Everything I need to know I'm learning in Analytics

Google Analytics really is the most amazing service. Shirley and I have found it necessary to become a two-person support group re the googleanalyticoholism problem that we're both experiencing. The urge to go on and see how many hits we got today is irresistible. So is the urge, for me at least, to allow my mood to directly correlate with the ups and downs on those little graphs.

Analytics' stock-in-trade, of course, is not just to show you how many, but all sorts of other things about the visitors. The idea is to use this information to tweak your content and your promotional efforts. We're starting to learn that, and I for one have already made some decisions based on it.

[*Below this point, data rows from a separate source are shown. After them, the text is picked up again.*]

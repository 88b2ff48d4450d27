//! ListBoardStages command

use async_trait::async_trait;

use crewboard_query::{QueryOptions, Sort};

use crate::context::CrewboardContext;
use crate::error::{CrewboardError, Result};
use crate::execute::Execute;
use crate::types::{Board, BoardId, BoardStage};

/// List a board's stage placements in pipeline order
#[derive(Debug)]
pub struct ListBoardStages {
    /// Board whose stages to list
    pub board_id: BoardId,
}

impl ListBoardStages {
    /// Create a new ListBoardStages command
    pub fn new(board_id: BoardId) -> Self {
        Self { board_id }
    }
}

#[async_trait]
impl Execute for ListBoardStages {
    type Output = Vec<BoardStage>;

    async fn execute(&self, ctx: &CrewboardContext) -> Result<Vec<BoardStage>> {
        let mut uow = ctx.begin();

        uow.repo::<Board>()
            .get_by_id(&self.board_id)
            .await
            .ok_or_else(|| CrewboardError::not_found("board", &self.board_id))?;

        let board_id = self.board_id.clone();
        Ok(uow
            .repo::<BoardStage>()
            .list(
                &QueryOptions::new()
                    .with_filter(move |s: &BoardStage| s.board_id == board_id)
                    .with_sort(Sort::asc("order")),
            )
            .await?)
    }
}
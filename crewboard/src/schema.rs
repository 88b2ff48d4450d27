//! Table layout of the crewboard database.

use serde::{Deserialize, Serialize};

use crewboard_store::{Schema, Stored, Table};

use crate::types::{
    Board, BoardStage, Group, GroupApprovalRequest, GroupMember, GroupProject, Project, Stage,
    Ticket, TicketHistory, User,
};

/// Every table in a crewboard store.
///
/// Tables missing from a stored file deserialize as empty, so files written
/// before a table existed stay readable.
#[derive(Debug, Clone, Default, Serialize, Deserialize)]
pub struct Tables {
    #[serde(default)]
    users: Table<User>,
    #[serde(default)]
    projects: Table<Project>,
    #[serde(default)]
    groups: Table<Group>,
    #[serde(default)]
    group_members: Table<GroupMember>,
    #[serde(default)]
    group_projects: Table<GroupProject>,
    #[serde(default)]
    boards: Table<Board>,
    #[serde(default)]
    stages: Table<Stage>,
    #[serde(default)]
    board_stages: Table<BoardStage>,
    #[serde(default)]
    tickets: Table<Ticket>,
    #[serde(default)]
    ticket_history: Table<TicketHistory>,
    #[serde(default)]
    approval_requests: Table<GroupApprovalRequest>,
}

impl Schema for Tables {}

macro_rules! stored {
    ($entity:ty, $field:ident) => {
        impl Stored<Tables> for $entity {
            fn table(schema: &Tables) -> &Table<Self> {
                &schema.$field
            }

            fn table_mut(schema: &mut Tables) -> &mut Table<Self> {
                &mut schema.$field
            }
        }
    };
}

stored!(User, users);
stored!(Project, projects);
stored!(Group, groups);
stored!(GroupMember, group_members);
stored!(GroupProject, group_projects);
stored!(Board, boards);
stored!(Stage, stages);
stored!(BoardStage, board_stages);
stored!(Ticket, tickets);
stored!(TicketHistory, ticket_history);
stored!(GroupApprovalRequest, approval_requests);
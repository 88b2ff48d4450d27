//! AddGroup command

use async_trait::async_trait;
use tracing::info;

use crate::context::CrewboardContext;
use crate::error::{CrewboardError, Result};
use crate::execute::Execute;
use crate::types::{Group, User, UserId};

/// Add a new group
#[derive(Debug)]
pub struct AddGroup {
    /// Group name
    pub name: String,
    /// Optional longer description
    pub description: Option<String>,
    /// Group manager; defaults to the acting user
    pub manager_id: Option<UserId>,
}

impl AddGroup {
    /// Create a new AddGroup command
    pub fn new(name: impl Into<String>) -> Self {
        Self {
            name: name.into(),
            description: None,
            manager_id: None,
        }
    }

    /// Set the description
    pub fn with_description(mut self, description: impl Into<String>) -> Self {
        self.description = Some(description.into());
        self
    }

    /// Set the group manager
    pub fn with_manager(mut self, manager_id: UserId) -> Self {
        self.manager_id = Some(manager_id);
        self
    }
}

#[async_trait]
impl Execute for AddGroup {
    type Output = Group;

    async fn execute(&self, ctx: &CrewboardContext) -> Result<Group> {
        if self.name.trim().is_empty() {
            return Err(CrewboardError::invalid_value("name", "must not be empty"));
        }

        let mut uow = ctx.begin();

        let manager_id = match &self.manager_id {
            Some(manager_id) => {
                uow.repo::<User>()
                    .get_by_id(manager_id)
                    .await
                    .ok_or_else(|| CrewboardError::not_found("user", manager_id))?;
                manager_id.clone()
            }
            None => ctx.user_id().clone(),
        };

        let mut group = Group::new(self.name.clone(), manager_id);
        if let Some(description) = &self.description {
            group = group.with_description(description.clone());
        }

        uow.repo::<Group>().insert(group.clone());
        uow.save().await?;

        info!(group_id = %group.id, name = %group.name, "added group");
        Ok(group)
    }
}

Things I know about our readers:

  • They are only a few at the moment, but only a month into blogging it's still very early.
  • I have readers in Canada and the USA, no surprise, but also in Peru, Belarus, the Czech Republic and Australia.
  • The geographical profiles of Shirley's and my visits are very similar, meaning a lot of the same people read both our blogs. This means that the crosslinks and cross-promotions are working -- which way, I'm not sure, but suspect it's both. It also means that each of us can more or less cut in half the resources needed for promotion, because anything either of us does will drive traffic to both of us.
  • Promoting on Daily Kos works for us. My sigline, when I comment on Kos, is "Fantasy Fiction for Dems" and it links to chevenga.com. I did a snarky photoshop in a front-page comment section the other day, resulting in 15 recommendations for the pic -- but also a little spike in visits to my site for that day, mostly from Democratic-leaning states in the USA.
  • After I SEO'd www.chevenga.com a couple of weeks ago, we're just starting to get search engine traffic. Getting search engine traffic for an online novel isn't easy because there isn't an agreed-upon term for the concept ("blook" also refers to dead-tree books based on blogs)... but then I already knew that.
More to come.

1 comment:

  1. I use StatPress on "Gaiatribe: Ideas for a Thinking Planet" and "Hypatia's Hoard of Reviews," plus WordPress stats on "Gaiatribe" as well. I like to see where my hits are coming from; sometimes I can identify what's working and do more of it.